Under the Northern Sky – Neemis (My Sister) Jackie

Northern Lights, Polar Bears, and Food... RAW:Churchill
Northern Lights, Polar Bears, and Food...

By Xavier Kataquapit

ATTAWAPISKAT – I don’t get the chance to visit with my family often these days. We are all living busy lives and far apart.  We talk on the phone but it is not the same as being able to sit with them and chat. The strange thing is, no matter how much time has slipped between us, whenever I get together with them in person, I feel like we were never really apart from one another. I speak to them in our familiar Cree language which we grew up with as children. When I hear the words, phrases and funny things we say to one another, I am reminded of our parents, the world we grew up in and the people that surrounded us.

I had a short visit with my eldest sister Jackie and her husband Clarence Shisheesh this past week. It was her birthday recently so it was good to spend time with her. I enjoy being around Clarence as he is more like a brother I grew up with in my large family. They married in 1987 when I was eleven and they always remind of me of how bad they felt that I had to suffer through chicken pox during the wedding ceremonies that summer.
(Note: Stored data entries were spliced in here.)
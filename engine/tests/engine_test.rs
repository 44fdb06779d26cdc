//! Integration tests for the Lancea engine
//!
//! These drive a full [`Engine`] with fake providers and observe it only
//! through its push events and return values.

mod common;

use std::collections::HashSet;
use std::sync::Arc;
use std::sync::atomic::Ordering;
use std::time::Duration;

use common::{FakeProvider, Script, collect_until, delivered_keys, ended};
use lancea::config::EngineConfig;
use lancea::engine::Engine;
use lancea::events::EngineEvent;
use lancea::resolver::{CommandRegistry, CommandSpec};
use lancea_model::Epoch;

const WAIT: Duration = Duration::from_secs(5);

fn engine_with(providers: Vec<FakeProvider>) -> Engine {
    let mut builder = Engine::builder(EngineConfig::default()).without_builtin_providers();
    for provider in providers {
        builder = builder.provider(Arc::new(provider));
    }
    builder.build()
}

// =============================================================================
// Epochs
// =============================================================================

#[tokio::test]
async fn test_epoch_strictly_increases_across_new_searches() {
    let engine = engine_with(vec![FakeProvider::new("echo", Script::Echo)]);

    let mut last = Epoch::NONE;
    for i in 0..20 {
        let requested = if i % 2 == 0 { Epoch::NONE } else { Epoch(last.0 + 100) };
        let epoch = engine.search("x", &[], requested);
        assert!(epoch > last, "{} should be greater than {}", epoch, last);
        last = epoch;
    }
    assert_eq!(engine.current_epoch(), last);
}

#[tokio::test]
async fn test_no_stale_results_after_newer_search_returns() {
    let engine = engine_with(vec![FakeProvider::new("slow", Script::Delayed(100, vec!["hit"]))]);
    let mut rx = engine.subscribe();

    let old = engine.search("first", &[], Epoch::NONE);
    let new = engine.search("second", &[], Epoch::NONE);
    assert!(new > old);

    let events = collect_until(&mut rx, WAIT, |evs| ended(evs, new, "slow")).await;
    // Give the superseded unit time to finish its sleep
    let late = collect_until(&mut rx, Duration::from_millis(250), |_| false).await;

    for event in events.iter().chain(late.iter()) {
        assert_eq!(event.epoch(), new, "stale event leaked: {:?}", event);
    }
}

// =============================================================================
// Tokens
// =============================================================================

#[tokio::test]
async fn test_tokens_are_one_two_three_per_provider() {
    let engine = engine_with(vec![
        FakeProvider::new("a", Script::Echo),
        FakeProvider::new("b", Script::Delayed(10, vec!["b1", "b2"])),
    ]);
    let mut rx = engine.subscribe();

    let epoch = engine.search("q", &[], Epoch::NONE);
    let events = collect_until(&mut rx, WAIT, |evs| ended(evs, epoch, "a") && ended(evs, epoch, "b")).await;

    for provider in ["a", "b"] {
        let tokens: Vec<u64> = events
            .iter()
            .filter(|e| e.provider_id() == provider)
            .filter_map(EngineEvent::token)
            .collect();
        assert_eq!(tokens, vec![1, 2], "provider {}", provider);
    }
}

#[tokio::test]
async fn test_reused_epoch_continues_tokens() {
    let engine = engine_with(vec![FakeProvider::new("echo", Script::Echo)]);
    let mut rx = engine.subscribe();

    let epoch = engine.search("one", &[], Epoch::NONE);
    collect_until(&mut rx, WAIT, |evs| ended(evs, epoch, "echo")).await;

    let again = engine.search("two", &[], epoch);
    assert_eq!(again, epoch);
    let events = collect_until(&mut rx, WAIT, |evs| ended(evs, epoch, "echo")).await;

    let tokens: Vec<u64> = events.iter().filter_map(EngineEvent::token).collect();
    assert_eq!(tokens, vec![3, 4]);
}

// =============================================================================
// Supersession and failure
// =============================================================================

#[tokio::test]
async fn test_slow_provider_superseded_by_new_epoch() {
    let engine = engine_with(vec![
        FakeProvider::new("slow", Script::Delayed(200, vec!["s"])),
        FakeProvider::new("fast", Script::Delayed(0, vec!["f"])),
    ]);
    let mut rx = engine.subscribe();

    let first = engine.search("a", &[], Epoch::NONE);
    let mut events = collect_until(&mut rx, WAIT, |evs| ended(evs, first, "fast")).await;
    assert_eq!(delivered_keys(&events, first, "fast"), vec!["f"]);

    let second = engine.search("ab", &[], Epoch::NONE);
    events.extend(collect_until(&mut rx, WAIT, |evs| ended(evs, second, "slow") && ended(evs, second, "fast")).await);

    assert!(delivered_keys(&events, first, "slow").is_empty());
    assert_eq!(delivered_keys(&events, second, "slow"), vec!["s"]);
    assert_eq!(delivered_keys(&events, second, "fast"), vec!["f"]);
}

#[tokio::test]
async fn test_failed_first_batch_still_delivers_second() {
    let engine = engine_with(vec![
        FakeProvider::new("flaky", Script::ErrorThen(vec!["ok"])),
        FakeProvider::new("steady", Script::Echo),
    ]);
    let mut rx = engine.subscribe();

    let epoch = engine.search("q", &[], Epoch::NONE);
    let events = collect_until(&mut rx, WAIT, |evs| ended(evs, epoch, "flaky") && ended(evs, epoch, "steady")).await;

    let errors: Vec<&EngineEvent> = events
        .iter()
        .filter(|e| matches!(e, EngineEvent::ProviderError { .. }))
        .collect();
    assert_eq!(errors.len(), 1);
    assert_eq!(errors[0].provider_id(), "flaky");
    assert_eq!(delivered_keys(&events, epoch, "flaky"), vec!["ok"]);
    assert_eq!(delivered_keys(&events, epoch, "steady"), vec!["steady:q"]);
}

// =============================================================================
// Resolver
// =============================================================================

#[test]
fn test_resolve_empty_without_wildcard() {
    let engine = Engine::builder(EngineConfig::default()).build();
    assert!(engine.resolve_command("").is_empty());
    assert!(engine.resolve_command("   ").is_empty());
}

#[test]
fn test_resolve_wildcard_catches_everything_else() {
    let mut commands = CommandRegistry::with_builtins();
    commands.register(CommandSpec::new("apps", "apps").with_aliases(["*"]));
    let engine = Engine::builder(EngineConfig::default()).commands(commands).build();

    let resolved = engine.resolve_command("");
    assert!(resolved.matched);
    assert_eq!(resolved.reason.as_deref(), Some("wildcard"));

    let resolved = engine.resolve_command("/cmd emoji");
    assert_eq!(resolved.reason.as_deref(), Some("slash-command"));
    assert_eq!(resolved.argument.as_deref(), Some("emoji"));
}

// =============================================================================
// Preview and execute
// =============================================================================

#[tokio::test]
async fn test_execute_twice_runs_twice() {
    let provider = Arc::new(FakeProvider::new("p", Script::Delayed(0, vec!["k"])));
    let engine = Engine::builder(EngineConfig::default())
        .without_builtin_providers()
        .provider(provider.clone())
        .build();
    let mut rx = engine.subscribe();

    let epoch = engine.search("", &[], Epoch::NONE);
    collect_until(&mut rx, WAIT, |evs| ended(evs, epoch, "p")).await;

    let first = engine.execute("p", "run", "k").await;
    let second = engine.execute("p", "run", "k").await;
    assert!(first.is_ok() && second.is_ok());
    assert_eq!(first.data.unwrap()["count"], 1);
    assert_eq!(second.data.unwrap()["count"], 2);
    assert_eq!(provider.executions.load(Ordering::SeqCst), 2);
}

#[tokio::test]
async fn test_concurrent_previews_each_yield_one_event() {
    let engine = engine_with(vec![
        FakeProvider::new("p", Script::Delayed(0, vec!["a", "b", "c"])).with_preview_delay(20),
    ]);
    let mut rx = engine.subscribe();

    let epoch = engine.search("", &[], Epoch::NONE);
    collect_until(&mut rx, WAIT, |evs| ended(evs, epoch, "p")).await;

    for key in ["a", "b", "c"] {
        assert_eq!(engine.request_preview("p", key, Epoch::NONE), epoch);
    }

    let previews = |evs: &[EngineEvent]| {
        evs.iter()
            .filter(|e| matches!(e, EngineEvent::PreviewUpdated { .. }))
            .count()
    };
    let events = collect_until(&mut rx, WAIT, |evs| previews(evs) >= 3).await;
    // Nothing further should trail in
    let extra = collect_until(&mut rx, Duration::from_millis(100), |_| false).await;
    assert_eq!(previews(&extra), 0);

    let mut seen = HashSet::new();
    for event in &events {
        if let EngineEvent::PreviewUpdated {
            epoch: ev, key, preview, ..
        } = event
        {
            assert_eq!(*ev, epoch);
            assert_eq!(preview.data.data["key"], key.as_str());
            assert!(seen.insert(key.clone()), "duplicate preview for {}", key);
        }
    }
    assert_eq!(seen.len(), 3);
}

#[tokio::test]
async fn test_preview_unknown_key_reports_stale_key() {
    let engine = engine_with(vec![FakeProvider::new("p", Script::Delayed(0, vec!["a"]))]);
    let mut rx = engine.subscribe();

    let epoch = engine.search("", &[], Epoch::NONE);
    collect_until(&mut rx, WAIT, |evs| ended(evs, epoch, "p")).await;

    engine.request_preview("p", "missing", Epoch::NONE);
    let events = collect_until(&mut rx, WAIT, |evs| !evs.is_empty()).await;
    match &events[0] {
        EngineEvent::ProviderError { epoch: ev, error, .. } => {
            assert_eq!(*ev, epoch);
            assert_eq!(error.data.code, "stale-key");
        }
        other => panic!("Expected ProviderError, got {:?}", other),
    }
}
//! Provider boundary
//!
//! A provider is the only typed contract between the engine and the things
//! that actually produce results. Display and preview payloads stay opaque
//! JSON.

mod commands;
mod error;
mod registry;
mod traits;

pub use commands::{CommandsProvider, SELECT_ACTION};
pub use error::{ProviderError, SinkClosed};
pub use registry::ProviderRegistry;
pub use traits::{BatchSink, Capabilities, Provider, Query, SinkItem};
Jackie is more like an aunt or a mother to me than my sister. She was a big part of my life as a boy. She looked after me and my younger brothers Joseph and Paul, as she was several years older than us. As a teenager, she was tasked with taking care of we youngsters. I can remember spending weekend afternoons with my younger brothers playing in the living room, while Jackie tuned into a Saturday afternoon music program that featured the latest music videos. She would dance around to the latest eighties pop tunes to entertain us as she did her housework for mom, who was working as a cook at the hospital. Dad was out on the land or working with my older brothers Lawrence, Mario, Anthony and Philip. Jackie was always exciting, fun, energetic and ready to have a laugh.
I can’t quite believe she is now a grandmother with ten grandchildren. She is a dedicated caregiver who still has plenty of fun with her group of babies.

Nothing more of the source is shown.